PROMPT: Word for word, set down every line of the entries below from the line with "let position = self.log.len();" to the line with "pub fn new(store: PartitionStore, papers: PaperPartitionManager)", including both, and no other line.

EXCERPTED RECORDS:
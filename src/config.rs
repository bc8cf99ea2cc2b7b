use crate::core::{BoardError, ExamRules, Result};
use crate::storage::DurabilityMode;
use std::env;
use std::path::{Path, PathBuf};

pub const DATA_DIR_ENV: &str = "EXAM_BOARD_DATA_DIR";
pub const DURABILITY_ENV: &str = "EXAM_BOARD_DURABILITY";

/// Record store configuration
#[derive(Debug, Clone)]
pub struct StoreConfig {
    /// Directory holding one file per partition
    pub data_dir: PathBuf,

    /// How partition writes reach the disk
    pub durability: DurabilityMode,

    /// Limits applied to new examination papers
    pub rules: ExamRules,
}

impl Default for StoreConfig {
    fn default() -> Self {
        Self {
            data_dir: PathBuf::from("."),
            durability: DurabilityMode::Sync,
            rules: ExamRules::default(),
        }
    }
}

impl StoreConfig {
    /// Create a configuration rooted at `data_dir`
    pub fn new<P: AsRef<Path>>(data_dir: P) -> Self {
        Self {
            data_dir: data_dir.as_ref().to_path_buf(),
            ..Self::default()
        }
    }

    /// Configuration that never touches the disk
    pub fn in_memory() -> Self {
        Self::default().durability(DurabilityMode::None)
    }

    /// Set the data directory
    pub fn data_dir<P: AsRef<Path>>(mut self, data_dir: P) -> Self {
        self.data_dir = data_dir.as_ref().to_path_buf();
        self
    }

    /// Set the durability mode
    pub fn durability(mut self, durability: DurabilityMode) -> Self {
        self.durability = durability;
        self
    }

    /// Set the exam rules
    pub fn rules(mut self, rules: ExamRules) -> Self {
        self.rules = rules;
        self
    }

    /// Load from the environment (and a `.env` file if one exists).
    ///
    /// `EXAM_BOARD_DATA_DIR` defaults to the working directory and
    /// `EXAM_BOARD_DURABILITY` (`sync`, `async`, `none`) to `sync`.
    pub fn from_env() -> Result<Self> {
        dotenvy::dotenv().ok();

        let data_dir = env::var(DATA_DIR_ENV).unwrap_or_else(|_| ".".to_string());
        let durability = match env::var(DURABILITY_ENV) {
            Ok(raw) => DurabilityMode::from_str(&raw).ok_or_else(|| {
                BoardError::Config(format!(
                    "{} must be one of: sync, async, none (got '{}')",
                    DURABILITY_ENV, raw
                ))
            })?,
            Err(_) => DurabilityMode::Sync,
        };

        Ok(Self::new(data_dir).durability(durability))
    }
}
//! Global examiner action log and its propagation into paper partitions.
//!
//! The `actions` partition is the system of record. Each paper also embeds
//! a copy of its own actions; [`ActionLog::record_action`] keeps the two in
//! step and [`ActionLog::reconcile_module`] rebuilds embedded copies from the
//! log after a failed or interrupted propagation.
//!
//! `record_action` proceeds in three steps:
//! 1. locate the paper in its module partition; a missing partition or paper
//!    is `NotFound` and nothing is written anywhere
//! 2. append to the log and persist it (the commit point)
//! 3. append to the paper's embedded copy and persist the module partition
//!
//! A failure in step 3 is returned to the caller with the log already
//! committed; the paper copy lags until reconciled.

use crate::core::{BoardError, Result};
use crate::model::{ExaminationPaper, ExaminerAction};
use crate::papers::{PaperPartitionManager, position_of};
use crate::storage::{PartitionName, PartitionStore};
use std::collections::HashMap;
use tracing::{info, warn};
use uuid::Uuid;

/// In-memory view of the log grouped by paper. Rebuilt from the durable
/// partition on every load; never authoritative on its own.
#[derive(Debug, Clone, Default)]
pub struct ActionIndex {
    log: Vec<ExaminerAction>,
    by_paper: HashMap<Uuid, Vec<usize>>,
    paper_order: Vec<Uuid>,
}

impl ActionIndex {
    pub fn from_log(log: Vec<ExaminerAction>) -> Self {
        let mut index = Self::default();
        for action in log {
            index.append(action);
        }
        index
    }

    pub fn append(&mut self, action: ExaminerAction) {
        let position = self.log.len();
        if !self.by_paper.contains_key(&action.paper_id) {
            self.paper_order.push(action.paper_id);
        }
        self.by_paper.entry(action.paper_id).or_default().push(position);
        self.log.push(action);
    }

    /// The full log in global insertion order.
    pub fn log(&self) -> &[ExaminerAction] {
        &self.log
    }

    pub fn len(&self) -> usize {
        self.log.len()
    }

    pub fn is_empty(&self) -> bool {
        self.log.is_empty()
    }

    pub fn for_paper(&self, paper_id: Uuid) -> Vec<ExaminerAction> {
        self.by_paper
            .get(&paper_id)
            .map(|slots| slots.iter().map(|&i| self.log[i].clone()).collect())
            .unwrap_or_default()
    }

    /// Paper ids in order of their first recorded action.
    pub fn paper_ids(&self) -> &[Uuid] {
        &self.paper_order
    }

    pub fn grouped_by_paper(&self) -> Vec<(Uuid, Vec<ExaminerAction>)> {
        self.paper_order
            .iter()
            .map(|&paper_id| (paper_id, self.for_paper(paper_id)))
            .collect()
    }
}

#[derive(Clone)]
pub struct ActionLog {
    store: PartitionStore,
    papers: PaperPartitionManager,
}

impl ActionLog {
    pub fn new(store: PartitionStore, papers: PaperPartitionManager) -> Self {
        Self { store, papers }
    }

    pub fn load_index(&self) -> Result<ActionIndex> {
        let log: Vec<ExaminerAction> = self.store.load(&PartitionName::Actions)?;
        Ok(ActionIndex::from_log(log))
    }

    pub fn record_action(
        &self,
        paper_id: Uuid,
        module_code: &str,
        action: ExaminerAction,
    ) -> Result<ExaminerAction> {
        if action.paper_id != paper_id || action.module_code != module_code {
            return Err(BoardError::validation(format!(
                "Action targets paper '{}' in module '{}', not paper '{}' in module '{}'",
                action.paper_id, action.module_code, paper_id, module_code
            )));
        }

        let mut papers = self.papers.load_existing_partition(module_code)?;
        let position = position_of(&papers, paper_id).ok_or_else(|| {
            BoardError::not_found(format!("Paper '{}' in module '{}'", paper_id, module_code))
        })?;

        let mut index = self.load_index()?;
        index.append(action.clone());
        self.store.save(&PartitionName::Actions, index.log())?;

        papers[position] = papers[position].with_action(action.clone());
        if let Err(err) = self.papers.save_partition(module_code, &papers) {
            warn!(
                module = module_code,
                paper_id = %paper_id,
                error = %err,
                "action logged but embedded paper copy not updated; reconcile required"
            );
            return Err(err);
        }

        info!(module = module_code, paper_id = %paper_id, kind = %action.kind, examiner = %action.examiner.name, "examiner action recorded");
        Ok(action)
    }

    pub fn list_actions_for_paper(&self, paper_id: Uuid) -> Result<Vec<ExaminerAction>> {
        Ok(self.load_index()?.for_paper(paper_id))
    }

    pub fn list_actions_for_module(&self, module_code: &str) -> Result<Vec<ExaminerAction>> {
        self.filter(|action| action.module_code == module_code)
    }

    pub fn list_actions_for_examiner(&self, examiner_id: Uuid) -> Result<Vec<ExaminerAction>> {
        self.filter(|action| action.examiner.id == examiner_id)
    }

    pub fn list_all(&self) -> Result<Vec<ExaminerAction>> {
        self.store.load(&PartitionName::Actions)
    }

    pub fn grouped_by_paper(&self) -> Result<Vec<(Uuid, Vec<ExaminerAction>)>> {
        Ok(self.load_index()?.grouped_by_paper())
    }

    /// Rewrite every embedded action list in the module's partition that
    /// differs from the log. Returns the number of papers repaired.
    pub fn reconcile_module(&self, module_code: &str) -> Result<usize> {
        let papers = match self.papers.load_existing_partition(module_code) {
            Ok(papers) => papers,
            Err(err) if err.is_not_found() => return Ok(0),
            Err(err) => return Err(err),
        };
        let index = self.load_index()?;
        self.reconcile_papers(module_code, papers, &index)
    }

    pub(crate) fn reconcile_papers(
        &self,
        module_code: &str,
        mut papers: Vec<ExaminationPaper>,
        index: &ActionIndex,
    ) -> Result<usize> {
        let mut repaired = 0;
        for paper in papers.iter_mut() {
            let expected = index.for_paper(paper.paper_id);
            if paper.actions != expected {
                warn!(
                    module = module_code,
                    paper_id = %paper.paper_id,
                    embedded = paper.actions.len(),
                    logged = expected.len(),
                    "embedded actions diverged from log"
                );
                *paper = paper.with_actions(expected);
                repaired += 1;
            }
        }
        if repaired > 0 {
            self.papers.save_partition(module_code, &papers)?;
        }
        Ok(repaired)
    }

    fn filter<F>(&self, predicate: F) -> Result<Vec<ExaminerAction>>
    where
        F: Fn(&ExaminerAction) -> bool,
    {
        Ok(self
            .list_all()?
            .into_iter()
            .filter(|action| predicate(action))
            .collect())
    }
}
//! Integration tests for whole-file partitions on disk

use exam_board::storage::{FileBackend, PartitionStore};
use exam_board::{BoardError, DurabilityMode, PartitionName};
use std::fs;
use std::sync::Arc;
use tempfile::TempDir;

fn store(dir: &TempDir, mode: DurabilityMode) -> PartitionStore {
    PartitionStore::new(Arc::new(FileBackend::new(dir.path(), mode)))
}

#[test]
fn test_absent_partition_loads_empty() {
    let temp_dir = TempDir::new().unwrap();
    let store = store(&temp_dir, DurabilityMode::Sync);

    let items: Vec<String> = store.load(&PartitionName::Examiners).unwrap();
    assert!(items.is_empty());
    assert!(!store.exists(&PartitionName::Examiners).unwrap());
    assert!(fs::read_dir(temp_dir.path()).unwrap().next().is_none());
}

#[test]
fn test_module_partitions_are_independent() {
    let temp_dir = TempDir::new().unwrap();
    let store = store(&temp_dir, DurabilityMode::Async);

    store
        .save(&PartitionName::papers("CS101"), &["first".to_string()])
        .unwrap();
    store
        .save(&PartitionName::papers("MA101"), &["second".to_string(), "third".to_string()])
        .unwrap();

    let cs: Vec<String> = store.load(&PartitionName::papers("CS101")).unwrap();
    let ma: Vec<String> = store.load(&PartitionName::papers("MA101")).unwrap();
    assert_eq!(cs, vec!["first"]);
    assert_eq!(ma, vec!["second", "third"]);
    assert!(temp_dir.path().join("CS101_examination_papers.dat").exists());
    assert!(temp_dir.path().join("MA101_examination_papers.dat").exists());
}

#[test]
fn test_save_replaces_previous_contents() {
    let temp_dir = TempDir::new().unwrap();
    let store = store(&temp_dir, DurabilityMode::Sync);

    store.save(&PartitionName::Modules, &[1u32, 2, 3]).unwrap();
    store.save(&PartitionName::Modules, &[4u32]).unwrap();

    let reopened = self::store(&temp_dir, DurabilityMode::Sync);
    let items: Vec<u32> = reopened.load(&PartitionName::Modules).unwrap();
    assert_eq!(items, vec![4]);
}

#[test]
fn test_truncated_partition_is_corrupt() {
    let temp_dir = TempDir::new().unwrap();
    let store = store(&temp_dir, DurabilityMode::Sync);
    store
        .save(&PartitionName::Actions, &["a".to_string(), "b".to_string()])
        .unwrap();

    let path = temp_dir.path().join("external_examiner_actions.dat");
    let bytes = fs::read(&path).unwrap();
    fs::write(&path, &bytes[..bytes.len() / 2]).unwrap();

    let result: exam_board::Result<Vec<String>> = store.load(&PartitionName::Actions);
    match result {
        Err(BoardError::CorruptPartition { partition, .. }) => assert_eq!(partition, "actions"),
        other => panic!("expected corrupt partition, got {:?}", other),
    }
}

EXERCISE SOLUTION:
        let position = self.log.len();
        if !self.by_paper.contains_key(&action.paper_id) {
            self.paper_order.push(action.paper_id);
        }
        self.by_paper.entry(action.paper_id).or_default().push(position);
        self.log.push(action);
    }

    /// The full log in global insertion order.
    pub fn log(&self) -> &[ExaminerAction] {
        &self.log
    }

    pub fn len(&self) -> usize {
        self.log.len()
    }

    pub fn is_empty(&self) -> bool {
        self.log.is_empty()
    }

    pub fn for_paper(&self, paper_id: Uuid) -> Vec<ExaminerAction> {
        self.by_paper
            .get(&paper_id)
            .map(|slots| slots.iter().map(|&i| self.log[i].clone()).collect())
            .unwrap_or_default()
    }

    /// Paper ids in order of their first recorded action.
    pub fn paper_ids(&self) -> &[Uuid] {
        &self.paper_order
    }

    pub fn grouped_by_paper(&self) -> Vec<(Uuid, Vec<ExaminerAction>)> {
        self.paper_order
            .iter()
            .map(|&paper_id| (paper_id, self.for_paper(paper_id)))
            .collect()
    }
}

#[derive(Clone)]
pub struct ActionLog {
    store: PartitionStore,
    papers: PaperPartitionManager,
}

impl ActionLog {
    pub fn new(store: PartitionStore, papers: PaperPartitionManager) -> Self {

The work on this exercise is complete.